Bob Hope plays Pippo, a nervous tailor who impersonates the real Casanova (Vincent Price) in order to woo an attractive widow (Joan Fontaine). When Casanova himself skips town to avoid his creditors, Pippo is coerced into playing his part in a complicated scheme involving a lovely young bride (Audrey Dalton) and the embroidered petticoat on which her family's honor depends. Casanova's valet (Basil Rathbone) joins the widow to help Pippo carry out the deception and obtain the petticoat, but Pippo begins to have second thoughts about his part in the plan when he gets to know the innocent young woman whose marriage will be ruined should he succeed.

Hope can be very funny, but his scenes in Casanova's Big Night mostly fall flat. His best moment might be his drag impersonation of a foreign dignitary, although he never really seems to have much enthusiasm for his role. Vincent Price disappears completely after the first few minutes, which is too bad because a comedy about Price's misadventures as the scoundrel Casanova might have been a lot more interesting. Basil Rathbone seems almost ashamed of himself for being in the picture, and his fencing talents are underutilized in a film that would have been perfectly suited to swashbuckling action. Of the lot, Joan Fontaine probably gets the best opportunity to work her material, and we see her dueling with swords, rowing gondolas, brandishing skillets, and disguising herself as a man in various entertaining scenes. Other notable stars, like John Carradine, Lon Chaney, Jr., and Raymond Burr turn up in small parts that don't particularly do them justice.

The breaking of the fourth wall at the end of the picture strikes me as contrived and overly cute, perhaps because Hope is so smarmy. Normally a little meta-humor is a welcome addition, but here it just feels like the movie painted itself into a corner and couldn't come up with a better way to end. Paramount rolled out the bells and whistles for this production, with splendid Technicolor costumes by Edith Head and plenty of showy set pieces, but these embellishments can't make up for the basic lethargy of the story and its protagonist.

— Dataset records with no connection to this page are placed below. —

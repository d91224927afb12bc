// Centralized configuration management for the users service
// Load ALL env vars ONCE at startup; the result is passed down explicitly

use serde::{Deserialize, Serialize};
use std::env;
use thiserror::Error;

#[derive(Error, Debug)]
pub enum ConfigError {
    #[error("Missing required environment variable: {0}")]
    MissingVar(String),
    #[error("Invalid value for {0}: {1}")]
    InvalidValue(String, String),
}

/// Complete application configuration
#[derive(Debug, Clone, Serialize, Deserialize)]
pub struct AppConfig {
    pub server: ServerConfig,
    pub storage: StorageBackend,
    pub database: DatabaseConfig,
    pub jwt: JwtConfig,
    pub security: SecurityConfig,
    pub bootstrap_admin: Option<BootstrapAdmin>,
    pub disable_embedded_migrations: bool,
}

/// Server configuration
#[derive(Debug, Clone, Serialize, Deserialize)]
pub struct ServerConfig {
    pub bind_address: String,
    pub port: u16,
    pub environment: Environment,
    pub rust_log: String,
    pub body_limit_bytes: usize,
}

/// Environment type
#[derive(Debug, Clone, Serialize, Deserialize, PartialEq)]
pub enum Environment {
    Development,
    Test,
    Staging,
    Production,
}

impl From<String> for Environment {
    fn from(s: String) -> Self {
        match s.to_lowercase().as_str() {
            "development" | "dev" => Environment::Development,
            "test" => Environment::Test,
            "staging" | "stage" => Environment::Staging,
            "production" | "prod" => Environment::Production,
            _ => Environment::Development,
        }
    }
}

impl std::fmt::Display for Environment {
    fn fmt(&self, f: &mut std::fmt::Formatter<'_>) -> std::fmt::Result {
        match self {
            Environment::Development => write!(f, "development"),
            Environment::Test => write!(f, "test"),
            Environment::Staging => write!(f, "staging"),
            Environment::Production => write!(f, "production"),
        }
    }
}

/// Which user store backs the API
#[derive(Debug, Clone, Copy, Serialize, Deserialize, PartialEq, Eq)]
pub enum StorageBackend {
    Postgres,
    Memory,
}

impl std::str::FromStr for StorageBackend {
    type Err = ConfigError;

    fn from_str(s: &str) -> Result<Self, Self::Err> {
        match s.to_lowercase().as_str() {
            "postgres" | "postgresql" => Ok(StorageBackend::Postgres),
            "memory" | "in-memory" => Ok(StorageBackend::Memory),
            other => Err(ConfigError::InvalidValue(
                "STORAGE_BACKEND".to_string(),
                format!("unknown backend '{}' (expected postgres or memory)", other),
            )),
        }
    }
}

/// Database configuration
#[derive(Debug, Clone, Serialize, Deserialize)]
pub struct DatabaseConfig {
    pub url: String,
    pub max_connections: u32,
    pub min_connections: u32,
    pub connect_timeout: u64,
    pub idle_timeout: u64,
    pub max_lifetime: u64,
}

/// JWT configuration
#[derive(Debug, Clone, Serialize, Deserialize)]
pub struct JwtConfig {
    pub secret: String,
    pub expiry: u64,
    pub audience: String,
    pub issuer: String,
    pub key_version: u32,
}

/// Security configuration
#[derive(Debug, Clone, Serialize, Deserialize)]
pub struct SecurityConfig {
    pub password_memory_cost: u32, // Argon2 memory cost in KiB
    pub password_time_cost: u32,
    pub cors_allowed_origins: Vec<String>,
}

/// Admin account ensured at startup
#[derive(Clone, Serialize, Deserialize)]
pub struct BootstrapAdmin {
    pub email: String,
    pub password: String,
}

impl std::fmt::Debug for BootstrapAdmin {
    fn fmt(&self, f: &mut std::fmt::Formatter<'_>) -> std::fmt::Result {
        f.debug_struct("BootstrapAdmin")
            .field("email", &self.email)
            .field("password", &"<redacted>")
            .finish()
    }
}

impl AppConfig {
    /// Load configuration from environment variables
    pub fn from_env() -> Result<Self, ConfigError> {
        let get_required = |key: &str| -> Result<String, ConfigError> {
            env::var(key).map_err(|_| ConfigError::MissingVar(key.to_string()))
        };

        let get_or_default = |key: &str, default: &str| -> String {
            env::var(key).unwrap_or_else(|_| default.to_string())
        };

        let parse_or_default = |key: &str, default: &str| -> Result<u32, ConfigError> {
            get_or_default(key, default).parse().map_err(|_| {
                ConfigError::InvalidValue(key.to_string(), "not a valid u32".to_string())
            })
        };

        let parse_u64_or_default = |key: &str, default: &str| -> Result<u64, ConfigError> {
            get_or_default(key, default).parse().map_err(|_| {
                ConfigError::InvalidValue(key.to_string(), "not a valid u64".to_string())
            })
        };

        let parse_bool_or_default = |key: &str, default: &str| -> bool {
            get_or_default(key, default).to_lowercase() == "true"
        };

        // Parse bind address to extract port
        let bind_address = get_or_default("BIND_ADDRESS", "0.0.0.0:8080");
        let port = bind_address
            .rsplit(':')
            .next()
            .and_then(|p| p.parse().ok())
            .unwrap_or(8080);

        let environment = Environment::from(get_or_default("ENVIRONMENT", "development"));
        let rust_log = get_or_default("RUST_LOG", "info");
        let body_limit_bytes = parse_u64_or_default("BODY_LIMIT_BYTES", "1048576")? as usize;

        let storage: StorageBackend = get_or_default("STORAGE_BACKEND", "postgres").parse()?;

        // DATABASE_URL only matters when Postgres backs the store
        let database_url = match storage {
            StorageBackend::Postgres => get_required("DATABASE_URL")?,
            StorageBackend::Memory => get_or_default("DATABASE_URL", ""),
        };

        let database = DatabaseConfig {
            url: database_url,
            max_connections: parse_or_default("DATABASE_MAX_CONNECTIONS", "20")?,
            min_connections: parse_or_default("DATABASE_MIN_CONNECTIONS", "2")?,
            connect_timeout: parse_u64_or_default("DATABASE_CONNECT_TIMEOUT", "30")?,
            idle_timeout: parse_u64_or_default("DATABASE_IDLE_TIMEOUT", "600")?,
            max_lifetime: parse_u64_or_default("DATABASE_MAX_LIFETIME", "1800")?,
        };

        let jwt_secret = get_required("JWT_SECRET")?;
        if jwt_secret.len() < 32 {
            return Err(ConfigError::InvalidValue(
                "JWT_SECRET".to_string(),
                "Secret must be at least 32 characters long".to_string(),
            ));
        }

        let jwt = JwtConfig {
            secret: jwt_secret,
            expiry: parse_u64_or_default("JWT_EXPIRY", "3600")?,
            audience: get_or_default("JWT_AUDIENCE", "bizcards"),
            issuer: get_or_default("JWT_ISSUER", "bizcards"),
            key_version: parse_or_default("JWT_KEY_VERSION", "1")?,
        };

        let cors_allowed_origins: Vec<String> = get_or_default("CORS_ALLOWED_ORIGINS", "*")
            .split(',')
            .map(|s| s.trim().to_string())
            .filter(|s| !s.is_empty())
            .collect();

        let security = SecurityConfig {
            password_memory_cost: parse_or_default("PASSWORD_MEMORY_COST", "19456")?,
            password_time_cost: parse_or_default("PASSWORD_TIME_COST", "2")?,
            cors_allowed_origins,
        };

        let bootstrap_admin = match (env::var("ADMIN_EMAIL").ok(), env::var("ADMIN_PASSWORD").ok())
        {
            (Some(email), Some(password)) => Some(BootstrapAdmin { email, password }),
            (None, None) => None,
            (Some(_), None) => return Err(ConfigError::MissingVar("ADMIN_PASSWORD".to_string())),
            (None, Some(_)) => return Err(ConfigError::MissingVar("ADMIN_EMAIL".to_string())),
        };

        Ok(Self {
            server: ServerConfig {
                bind_address,
                port,
                environment,
                rust_log,
                body_limit_bytes,
            },
            storage,
            database,
            jwt,
            security,
            bootstrap_admin,
            disable_embedded_migrations: parse_bool_or_default(
                "DISABLE_EMBEDDED_MIGRATIONS",
                "false",
            ),
        })
    }

    /// Check if running in production
    pub fn is_production(&self) -> bool {
        self.server.environment == Environment::Production
    }
}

If you like swashbuckling comedies, try The Court Jester (1955) instead. A comparison of the two pictures reveals everything that Casanova's Big Night could have done better but didn't. For a better Bob Hope comedy, see The Ghost Breakers (1940). Look for the other stars of this forgettable picture in many of Hollywood's most memorable movies, including The Adventures of Robin Hood (1938), Rebecca (1940), The Wolf Man (1941), and Laura (1944).